impl PostgresBackend {
    /// Finds the file by path or inserts it. Without the advisory lock a
    /// concurrent insert of the same path fails with a unique violation, which
    /// classifies as contention.
    async fn file_id_for_path(
        &self,
        conn: &mut PgConnection,
        request: &EnqueueFile,
        mode: LockMode,
    ) -> QueueResult<FileId> {
        Self::count_query(&self.query_counts, "select:file_by_path");
        let existing: Option<i64> =
            sqlx::query_scalar("SELECT id FROM files WHERE lower(path) = lower($1)")
                .bind(&request.path)
                .fetch_optional(&mut *conn)
                .await?;
        if let Some(id) = existing {
            return Ok(FileId(id));
        }

        let conflict = match mode {
            LockMode::Unlocked => "",
            LockMode::Locked => "ON CONFLICT ((lower(path))) DO NOTHING",
        };
        let sql = format!(
            "INSERT INTO files (path, size_bytes, page_count) VALUES ($1, $2, $3) {conflict} RETURNING id"
        );
        Self::count_query(&self.query_counts, "insert:files");
        let inserted: Option<i64> = sqlx::query_scalar(&sql)
            .bind(&request.path)
            .bind(request.size_bytes.unwrap_or(0))
            .bind(request.page_count.unwrap_or(0))
            .fetch_optional(&mut *conn)
            .await?;
        if let Some(id) = inserted {
            return Ok(FileId(id));
        }
        let raced: Option<i64> =
            sqlx::query_scalar("SELECT id FROM files WHERE lower(path) = lower($1)")
                .bind(&request.path)
                .fetch_optional(&mut *conn)
                .await?;
        raced.map(FileId).ok_or_else(|| {
            QueueError::Contention(format!("file `{}` vanished after insert", request.path))
        })
    }

    /// Writes the new size and page count and moves the difference into the
    /// counters of every record the file already has.
    async fn update_file_weight(
        &self,
        conn: &mut PgConnection,
        file_id: FileId,
        request: &EnqueueFile,
    ) -> QueueResult<()> {
        Self::count_query(&self.query_counts, "update:file_attributes");
        let row = sqlx::query(
            r#"
            WITH old AS (
                SELECT id, size_bytes, page_count FROM files WHERE id = $1 FOR UPDATE
            )
            UPDATE files f
            SET size_bytes = COALESCE($2, f.size_bytes),
                page_count = COALESCE($3, f.page_count)
            FROM old
            WHERE f.id = old.id
            RETURNING f.size_bytes - old.size_bytes AS bytes_delta,
                      (f.page_count - old.page_count)::BIGINT AS pages_delta
            "#,
        )
        .bind(file_id.0)
        .bind(request.size_bytes)
        .bind(request.page_count)
        .fetch_one(&mut *conn)
        .await?;
        let bytes_delta: i64 = row.try_get("bytes_delta")?;
        let pages_delta: i64 = row.try_get("pages_delta")?;
        if bytes_delta == 0 && pages_delta == 0 {
            return Ok(());
        }

        Self::count_query(&self.query_counts, "select:records_for_file");
        let rows = sqlx::query("SELECT action_id, status FROM queue_records WHERE file_id = $1")
            .bind(file_id.0)
            .fetch_all(&mut *conn)
            .await?;
        let mut deltas = StatDeltas::default();
        for row in rows {
            let status: String = row.try_get("status")?;
            deltas.reweigh(
                ActionId(row.try_get("action_id")?),
                parse_status(&status)?,
                bytes_delta,
                pages_delta,
            );
        }
        apply_stat_deltas(conn, &deltas).await
    }

    #[obs]
    async fn enqueue_file_once(
        &self,
        request: &EnqueueFile,
        mode: LockMode,
    ) -> QueueResult<EnqueueOutcome> {
        let mut tx = self.pool.begin().await?;
        let file_id = self.file_id_for_path(&mut tx, request, mode).await?;

        if request.size_bytes.is_some() || request.page_count.is_some() {
            self.update_file_weight(&mut tx, file_id, request).await?;
        }
        if let Some(workflow_id) = request.workflow_id {
            Self::count_query(&self.query_counts, "insert:workflow_files");
            sqlx::query(
                "INSERT INTO workflow_files (workflow_id, file_id) VALUES ($1, $2) ON CONFLICT DO NOTHING",
            )
            .bind(workflow_id.0)
            .bind(file_id.0)
            .execute(&mut *tx)
            .await?;
        }

        let context = load_record_context(&mut tx, file_id, request.action_id).await?;
        let current = load_record_for_update(&mut tx, file_id, request.action_id, mode).await?;
        let transition = StatusTransition {
            priority: request.priority,
            force: request.force,
            ..StatusTransition::new(file_id, request.action_id, QueueStatus::Pending)
        };
        let plan = ledger::plan_enqueue(current.as_ref(), &transition)?;
        Self::count_query(&self.query_counts, "upsert:queue_records");
        write_plan(
            &mut tx,
            file_id,
            request.action_id,
            &plan,
            current.as_ref().and_then(|record| record.lease_id),
            &context,
        )
        .await?;
        tx.commit().await?;

        Ok(EnqueueOutcome {
            file_id,
            previous: plan.from,
            status: plan.to,
            queued: plan.to == QueueStatus::Pending,
        })
    }

    #[obs]
    async fn transition_once(
        &self,
        request: &StatusTransition,
        mode: LockMode,
    ) -> QueueResult<TransitionOutcome> {
        let mut tx = self.pool.begin().await?;
        let context = load_record_context(&mut tx, request.file_id, request.action_id).await?;
        let current =
            load_record_for_update(&mut tx, request.file_id, request.action_id, mode).await?;
        let plan = ledger::plan_transition(current.as_ref(), request)?;
        Self::count_query(&self.query_counts, "update:queue_records");
        write_plan(
            &mut tx,
            request.file_id,
            request.action_id,
            &plan,
            current.as_ref().and_then(|record| record.lease_id),
            &context,
        )
        .await?;
        tx.commit().await?;
        Ok(TransitionOutcome {
            previous: plan.from,
            status: plan.to,
            changed: plan.changed,
        })
    }

    /// Existing records move first, then workflow members without a record get
    /// one. Processing records belong to live workers and are left alone.
    #[obs]
    async fn set_status_for_action_once(
        &self,
        change: &BulkStatusChange,
        mode: LockMode,
    ) -> QueueResult<u64> {
        let mut tx = self.pool.begin().await?;
        let action = sqlx::query(
            r#"
            SELECT a.workflow_id, COALESCE(w.track_history, FALSE) AS track_history
            FROM actions a
            LEFT JOIN workflows w ON w.id = a.workflow_id
            WHERE a.id = $1
            "#,
        )
        .bind(change.action_id.0)
        .fetch_optional(&mut *tx)
        .await?
        .ok_or_else(|| QueueError::NotFound(format!("action {}", change.action_id)))?;
        let workflow_id: Option<i64> = action.try_get("workflow_id")?;
        let track_history: bool = action.try_get("track_history")?;

        let lock_clause = match mode {
            LockMode::Unlocked => "FOR UPDATE NOWAIT",
            LockMode::Locked => "FOR UPDATE",
        };
        let update_sql = format!(
            r#"
            WITH target AS (
                SELECT qr.file_id, qr.status AS old_status, qr.lease_id AS old_lease
                FROM queue_records qr
                WHERE qr.action_id = $1
                  AND qr.status <> $2
                  AND qr.status <> 'processing'
                {lock_clause}
            )
            UPDATE queue_records qr
            SET status = $2,
                lease_id = NULL,
                comment = NULL,
                skipped_by = $3,
                priority = COALESCE($4::SMALLINT, qr.priority),
                sequence = CASE WHEN $2 = 'pending' THEN nextval('queue_sequence') ELSE qr.sequence END,
                updated_at = NOW()
            FROM target
            JOIN files f ON f.id = target.file_id
            WHERE qr.action_id = $1 AND qr.file_id = target.file_id
            RETURNING qr.file_id, target.old_status, target.old_lease, f.size_bytes,
                      f.page_count::BIGINT AS page_count
            "#
        );
        let skipped_by = (change.to == QueueStatus::Skipped)
            .then(|| change.user.clone())
            .flatten();
        let priority = change.priority.map(|priority| priority.as_i16());

        Self::count_query(&self.query_counts, "update:queue_records_bulk");
        let updated = sqlx::query(&update_sql)
            .bind(change.action_id.0)
            .bind(change.to.as_str())
            .bind(skipped_by.as_deref())
            .bind(priority)
            .fetch_all(&mut *tx)
            .await?;

        let inserted = if change.to == QueueStatus::Unattempted {
            Vec::new()
        } else {
            Self::count_query(&self.query_counts, "insert:queue_records_bulk");
            sqlx::query(
                r#"
                WITH inserted AS (
                    INSERT INTO queue_records (file_id, action_id, status, priority, skipped_by)
                    SELECT f.id, $1, $2, COALESCE($4::SMALLINT, 3::SMALLINT), $3
                    FROM files f
                    WHERE NOT f.deleted
                      AND ($5::BIGINT IS NULL OR EXISTS (
                          SELECT 1 FROM workflow_files wf
                          WHERE wf.workflow_id = $5 AND wf.file_id = f.id
                      ))
                      AND NOT EXISTS (
                          SELECT 1 FROM queue_records qr
                          WHERE qr.file_id = f.id AND qr.action_id = $1
                      )
                    ORDER BY f.id
                    ON CONFLICT (file_id, action_id) DO NOTHING
                    RETURNING file_id
                )
                SELECT i.file_id, f.size_bytes, f.page_count::BIGINT AS page_count
                FROM inserted i
                JOIN files f ON f.id = i.file_id
                "#,
            )
            .bind(change.action_id.0)
            .bind(change.to.as_str())
            .bind(skipped_by.as_deref())
            .bind(priority)
            .bind(workflow_id)
            .fetch_all(&mut *tx)
            .await?
        };

        let mut deltas = StatDeltas::default();
        let mut history = Vec::new();
        for row in &updated {
            let file_id = FileId(row.try_get("file_id")?);
            let old_status: String = row.try_get("old_status")?;
            let from = parse_status(&old_status)?;
            deltas.record(
                change.action_id,
                Some(from),
                Some(change.to),
                row.try_get("size_bytes")?,
                row.try_get("page_count")?,
            );
            if track_history {
                let old_lease: Option<uuid::Uuid> = row.try_get("old_lease")?;
                history.push(HistoryEntry {
                    file_id,
                    action_id: change.action_id,
                    from,
                    to: change.to,
                    lease_id: old_lease.map(crate::model::LeaseId),
                    comment: None,
                });
            }
        }
        for row in &inserted {
            let file_id = FileId(row.try_get("file_id")?);
            deltas.record(
                change.action_id,
                None,
                Some(change.to),
                row.try_get("size_bytes")?,
                row.try_get("page_count")?,
            );
            if track_history {
                history.push(HistoryEntry {
                    file_id,
                    action_id: change.action_id,
                    from: QueueStatus::Unattempted,
                    to: change.to,
                    lease_id: None,
                    comment: None,
                });
            }
        }
        apply_stat_deltas(&mut tx, &deltas).await?;
        append_history(&mut tx, history).await?;
        tx.commit().await?;
        Ok((updated.len() + inserted.len()) as u64)
    }
}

#####

» What is needed
Scan the data, and report each line that uses the word "FileId".

» Solution to this task
    ) -> QueueResult<FileId> {
            return Ok(FileId(id));
            return Ok(FileId(id));
        raced.map(FileId).ok_or_else(|| {
        file_id: FileId,
            let file_id = FileId(row.try_get("file_id")?);
            let file_id = FileId(row.try_get("file_id")?);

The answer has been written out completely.